WORK ORDER:
Repeat the data exactly, every last line of it.

INFORMATION SUPPLIED:

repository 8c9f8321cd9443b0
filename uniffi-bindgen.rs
fn main() {
    uniffi::uniffi_bindgen_main()
}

RESULT OF THE EXERCISE:
repository 8c9f8321cd9443b0
filename uniffi-bindgen.rs
fn main() {
    uniffi::uniffi_bindgen_main()
}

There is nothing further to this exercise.